Handle request outside of browser

Which got us thinking… what if we could make the big request outside of the headless browser? We have achieved this by installing a request interceptor to intercept XMLHttpRequest. Its url and headers are passed by the browser and handed over to a NodeJS server to execute the request and provide a response straight to the add-on.

// enable interception
page.setRequestInterception(true)

const closePage = () => {
  page.removeAllListeners();
  return page.close();
};

page.on('request', (interceptedRequest) => {
  // we are interested in one specific request
  if (REQUEST_URL_PATTERN.test(interceptedRequest.url)) {
    interceptedRequest.abort();

    return closePage()
      .then(() => (
        resolve({
          url: interceptedRequest.url,
          headers: interceptedRequest.headers
        })
      )
      .catch(reject);
  }

  interceptedRequest.continue();
});

Finally, we started to make things better:

Share browser instance

But we were not done yet. The next idea we had was to share a single instance of a browser and not to spin up a separate instance for each request. We have used a mechanism of connecting to an existing browser and creating a new page in there. It can be visualized as opening yet another tab in browser which is closed right after a request is served. That helped a lot but also proved to bring some other issues to the table. It turned out that browser being an EventEmitter can handle up to 10 subscribers out of the box, so we had to increase that number, too. With its current setup it supports up to 1000 parallel requests and can be further increased if needed.

const ignoreHTTPSErrors = true; // ignore potential problems with SSL certificates and algorithms

// Store single instance to be able to reconnect to Chromium using `.wsEndpoint()`
const _sharedBrowser = puppeteer
  .launch({
    ignoreHTTPSErrors,
    headless: true,
    args: ['--no-sandbox', '--disable-setuid-sandbox'], // required by heroku buildpack
  })
  .then(browser => browser.setMaxListeners(1000)); // increase parallel connections limit (default is 10)

// Connect to a shared browser upon request

let _browser = null;

const tearDown = () => {
  // release the memory
  if (_browser) {
    _browser.disconnect();
    _browser = null;
  }
};

_sharedBrowser
  .then((browser) => {
    const browserWSEndpoint = browser.wsEndpoint();
    return puppeteer.connect({ browserWSEndpoint, ignoreHTTPSErrors });
  })
  .then((browser) => {
    _browser = browser;
    // do whatever you need to do
  })
  .then((data) => {
    tearDown();
    return data;
  })
  .catch((err) => {
    tearDown();
    throw err;
  });

Having a shared instance poses another thread: what if the node process dies? It will get restarted by Heroku, but browser won’t, as it’s not specified in Procfile. The browser should exit, too. To handle that we have added handling of interrupting signals to close the browser, so it can start from scratch after the restart.

Release memory like crazy

The situation was getting better but we had to make sure to release memory properly by always closing a page and disconnecting from the shared browser no matter what happens. We added a simple timeout after which the page is closed if the XHR request is not done. Additionally, we incorporated a mechanism to fail fast if Airtable doesn’t respond with a success response in the first place as most of the errors come from the fact that shared view is not really shared.

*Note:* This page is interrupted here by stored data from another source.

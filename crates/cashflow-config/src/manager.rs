use std::{
    cmp::Reverse,
    fs::{self, File},
    io::Write,
    path::{Path, PathBuf},
};

use chrono::{DateTime, NaiveDateTime, Utc};

use crate::{Config, ConfigError};

const CONFIG_FILE_NAME: &str = "config.json";
const BACKUP_PREFIX: &str = "config_";
const BACKUP_EXTENSION: &str = "json";
const BACKUP_TIMESTAMP_FORMAT: &str = "%Y%m%d_%H%M";

/// Loads, saves and snapshots [`Config`] on disk.
#[derive(Debug, Clone)]
pub struct ConfigManager {
    config_path: PathBuf,
    backups_dir: PathBuf,
}

impl ConfigManager {
    pub fn new(config_path: PathBuf, backups_dir: PathBuf) -> Self {
        Self {
            config_path,
            backups_dir,
        }
    }

    /// Manager for an explicit config file, with backups in a sibling `backups` directory.
    pub fn for_file(config_path: PathBuf) -> Self {
        let backups_dir = config_path
            .parent()
            .map(|parent| parent.join("backups"))
            .unwrap_or_else(|| PathBuf::from("backups"));
        Self::new(config_path, backups_dir)
    }

    /// Manager for the platform config directory (`~/.config/cashflow` on Linux).
    pub fn default_location() -> Self {
        let base = dirs::config_dir()
            .or_else(dirs::home_dir)
            .unwrap_or_else(|| PathBuf::from("."))
            .join("cashflow");
        Self::for_file(base.join(CONFIG_FILE_NAME))
    }

    pub fn config_path(&self) -> &Path {
        &self.config_path
    }

    pub fn backups_dir(&self) -> &Path {
        &self.backups_dir
    }

    /// Reads the config file, falling back to defaults when it does not exist yet.
    pub fn load(&self) -> Result<Config, ConfigError> {
        if !self.config_path.exists() {
            return Ok(Config::default());
        }
        read_config(&self.config_path)
    }

    pub fn save(&self, config: &Config) -> Result<(), ConfigError> {
        config.validate()?;
        write_config(&self.config_path, config)
    }

    /// Loads, edits and saves in one step.
    pub fn update<F>(&self, edit: F) -> Result<Config, ConfigError>
    where
        F: FnOnce(&mut Config),
    {
        let mut config = self.load()?;
        edit(&mut config);
        self.save(&config)?;
        Ok(config)
    }

    /// Writes a snapshot of `config` and returns the backup file name.
    pub fn backup(&self, config: &Config, note: Option<&str>) -> Result<String, ConfigError> {
        let timestamp = Utc::now().format(BACKUP_TIMESTAMP_FORMAT);
        let name = match slug(note) {
            Some(label) => format!("{BACKUP_PREFIX}{timestamp}_{label}.{BACKUP_EXTENSION}"),
            None => format!("{BACKUP_PREFIX}{timestamp}.{BACKUP_EXTENSION}"),
        };
        write_config(&self.backups_dir.join(&name), config)?;
        Ok(name)
    }

    /// Makes a backup the live configuration again and returns it.
    pub fn restore(&self, backup_name: &str) -> Result<Config, ConfigError> {
        let path = self.backups_dir.join(backup_name);
        if !path.exists() {
            return Err(ConfigError::BackupNotFound(backup_name.to_string()));
        }
        let config = read_config(&path)?;
        self.save(&config)?;
        Ok(config)
    }

    /// Backup file names, newest first.
    pub fn list_backups(&self) -> Result<Vec<String>, ConfigError> {
        if !self.backups_dir.exists() {
            return Ok(Vec::new());
        }
        let mut names = Vec::new();
        for entry in fs::read_dir(&self.backups_dir)? {
            let path = entry?.path();
            if path.extension().and_then(|ext| ext.to_str()) != Some(BACKUP_EXTENSION) {
                continue;
            }
            if let Some(name) = path.file_name().and_then(|name| name.to_str()) {
                if name.starts_with(BACKUP_PREFIX) {
                    names.push(name.to_string());
                }
            }
        }
        names.sort_by_key(|name| Reverse((backup_timestamp(name), name.clone())));
        Ok(names)
    }
}

fn read_config(path: &Path) -> Result<Config, ConfigError> {
    let raw = fs::read_to_string(path)?;
    let config: Config =
        serde_json::from_str(&raw).map_err(|err| ConfigError::Serde(err.to_string()))?;
    config.validate()?;
    Ok(config)
}

/// Serializes to a sibling `.tmp` file, then renames it over `path`.
fn write_config(path: &Path, config: &Config) -> Result<(), ConfigError> {
    let json =
        serde_json::to_string_pretty(config).map_err(|err| ConfigError::Serde(err.to_string()))?;
    if let Some(parent) = path.parent() {
        fs::create_dir_all(parent)?;
    }
    let mut tmp = path.as_os_str().to_owned();
    tmp.push(".tmp");
    let tmp = PathBuf::from(tmp);
    let mut file = File::create(&tmp)?;
    file.write_all(json.as_bytes())?;
    file.sync_all()?;
    fs::rename(&tmp, path)?;
    Ok(())
}

fn slug(note: Option<&str>) -> Option<String> {
    let mut out = String::new();
    for ch in note?.trim().chars() {
        if ch.is_ascii_alphanumeric() {
            out.push(ch.to_ascii_lowercase());
        } else if !out.is_empty() && !out.ends_with('-') {
            out.push('-');
        }
    }
    let trimmed = out.trim_end_matches('-');
    (!trimmed.is_empty()).then(|| trimmed.to_string())
}

/// Parses `config_YYYYMMDD_HHMM[_note].json`.
fn backup_timestamp(name: &str) -> Option<DateTime<Utc>> {
    let stem = name
        .strip_prefix(BACKUP_PREFIX)?
        .strip_suffix(&format!(".{BACKUP_EXTENSION}"))?;
    let stamp = stem.get(..13)?;
    NaiveDateTime::parse_from_str(stamp, "%Y%m%d_%H%M")
        .ok()
        .map(|naive| naive.and_utc())
}

#[cfg(test)]
mod tests {
    use super::*;

    #[test]
    fn backup_names_sort_by_embedded_timestamp() {
        assert_eq!(
            backup_timestamp("config_20250102_0304_before-reset.json")
                .map(|ts| ts.to_rfc3339()),
            Some("2025-01-02T03:04:00+00:00".to_string())
        );
        assert_eq!(backup_timestamp("other.json"), None);
    }

    #[test]
    fn notes_become_slugs() {
        assert_eq!(slug(Some("Before reset!")).as_deref(), Some("before-reset"));
        assert_eq!(slug(Some("   ")), None);
    }
}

And this finally brought us to some stable state.

Pic.3. Before and after solution implementation.
Green line marks dynos restart after implementation.

Heroku dynos cycling

Being relatively sure that users could get their imports done, we let it run for a few days to monitor memory usage and it seemed like all the memory related issues were past us, but… we spotted some oddities in the metrics. Heroku restarts each dyno every 24 hours or so to keep our apps and their own infrastructure in a healthy condition. Dropped connections were piling up during peaks of highest usage and caused app crashes while booting. The solution was to use two dynos (Standard 1X) which are automatically restarted without overlap within a window of 216 minutes. Hence the traffic can be rerouted to a dyno that is not being restarted. That let us decrease dropped connections from hundreds to almost none.